Texas Sorghum: Harvest Nearing but Don’t Count Insects Out Yet

    Our earlier sorghum ranged in stage from dough to hard dough. I made note of one of our producers greasing up the combine this week getting ready for sorghum harvest. He might not be too far off but no field was quite past economic insect concerns yet.

    For the first time in a few weeks we had no field reach ET for spider mites in sorghum this week. We also found just a few headworms, all bollworms in this case, in a few fields. These worms were well below ET.

    Our most consistent find was yellow sugarcane aphids (YSCA) on lower leaves and Lygus in maturing sorghum heads with just a touch of stink bugs intermingled with the Lygus from time to time. Our highest YSCA rating was 3-4 and nearing economic concern. We rated most YSCA fields 0-1 or 1-2. Our highest Lygus / stink bug count was 7.9 per head.

    Under the Reed Consulting banner, I conducted a Lygus in sorghum ET study in 2001 under a pressing need to know at the time. To my knowledge this is the only effort made toward this pest in sorghum. The results of that one-year study indicated that the ET for Lygus in sorghum should be about 12-14 per head crop value depending. By default this is a useable threshold for this pest until a full multi-year study can be conducted, hopefully soon.

    All of the pest ‘excitement’ is falling to the late sorghum again this season. Our late sorghum ranges in stage from flag to soft dough with the majority of fields falling between boot and 15% bloom. The fields in bloom are now within the sorghum midge window and the midge have reached ET in a number of our program fields this week. The highest level of midge we have found is 2.11 midge per head but others were over the midge ET of 1 per head and required treatment.

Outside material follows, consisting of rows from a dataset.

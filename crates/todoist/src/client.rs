//! Todoist client combining the REST and sync surfaces.

use crate::http::HttpClient;
use reconcile::remote::DEFAULT_MAX_BATCH_SIZE;

/// Todoist API client.
///
/// Implements [`reconcile::RemoteApi`] over the REST endpoints and
/// [`reconcile::BatchApi`] over the sync endpoint, so one value serves as
/// both collaborators of an apply run.
///
/// # Example
///
/// ```no_run
/// use reconcile::{build_snapshot, Deadline};
/// use todoist::{Client, HttpClient};
///
/// let client = Client::new(HttpClient::new("my-token"));
/// let snapshot = build_snapshot(&client, &Deadline::none()).unwrap();
/// println!("{} projects", snapshot.containers.len());
/// ```
#[derive(Debug)]
pub struct Client {
    http: HttpClient,
    max_commands: usize,
}

impl Client {
    #[must_use]
    pub fn new(http: HttpClient) -> Self {
        Self {
            http,
            max_commands: DEFAULT_MAX_BATCH_SIZE,
        }
    }

    /// Limit commands per sync submission. Zero keeps the current limit.
    #[must_use]
    pub fn with_max_commands(mut self, max_commands: usize) -> Self {
        if max_commands > 0 {
            self.max_commands = max_commands;
        }
        self
    }

    pub(crate) fn http(&self) -> &HttpClient {
        &self.http
    }

    pub(crate) fn max_commands(&self) -> usize {
        self.max_commands
    }
}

    Not all fields we checked required treatment and most of our fields ranged from 0 to 0.32 midge per head. This underscores the need to check in bloom sorghum midge daily. While midge only live as adults for a short time, they are quite mobile and can infest a previously clean field within a day causing economic damage.

    We have also picked up some headworms in these blooming fields. In this case, the majority were small FAW. So far these worms have been below ET. Gary Cross’, CEA-Hale, FAW moth traps increased this week and I feel we can expect the FAW larva finds to increase rapidly soon. These FAW should be a consideration for any field reaching ET for sorghum midge. I would urge producers to choose their midge control products carefully.

    Pyrethroids have proven to give excellent midge control with substantial residual that can last throughout bloom. These pyrethroids will not control FAW and certainly will not cover any FAW egg lay with residual, but will take out any predators that could lessen the soon to be coming FAW.

    For this reason we are recommending in our program acres requiring midge treatment a mix of a pyrethroid and a good FAW product or perhaps and maybe preferably a premix of the two products.

    Our other sorghum pests in the later sorghum were very similar to the older sorghum. This could be another consideration in product choice when targeting the midge or FAW. The spider mite population has been slowly growing in the later sorghum. Almost all later fields have some level of mites present.

    If the predators were removed, we would have potential secondary pest issues, such as spider mites or YSCA on the increase. There are some excellent FAW products that are very predator friendly available now. In situations like these, those type products should look very attractive.

    Melanaphis Aphid – The ‘White’ Sugarcane Aphid

    For most of the season I have avoided mentioning the white sugarcane aphid from a desire not to stir up panic over a pest that may or may not even visit this area. It is also one that I feel can be economically controlled if we maintain a good scouting program and utilize sound IPM strategies.

    This tropical aphid pest invaded sorghum along the gulf coast region up through Louisiana and some of Oklahoma last season. Unlike the green bug or YSCA, it does not inject a nasty toxin into infested sorghum leaves killing them outright. It does attack with a remarkable reproductive capability that can outpace predation and parasitism and suck the life from whole sorghum plants.

    It appears to attack very late in sorghum’s life cycle and caused a tremendous amount of harvest trouble through gumming up machinery in the lower Rio Grande Valley up to Corpus Christi during 2013. Nonetheless, we have kept a vigilant lookout for this species in our area sorghum fields and Johnson grass patches.

    Treatments of the product Trans-form have proven to be affective and economical against this invasive pest through Texas A&M AgriLife product trials in South Texas and Louisiana over the past two seasons. The success of Transform against this aphid prompted a section 18 release for Transform in Texas grain sorghum.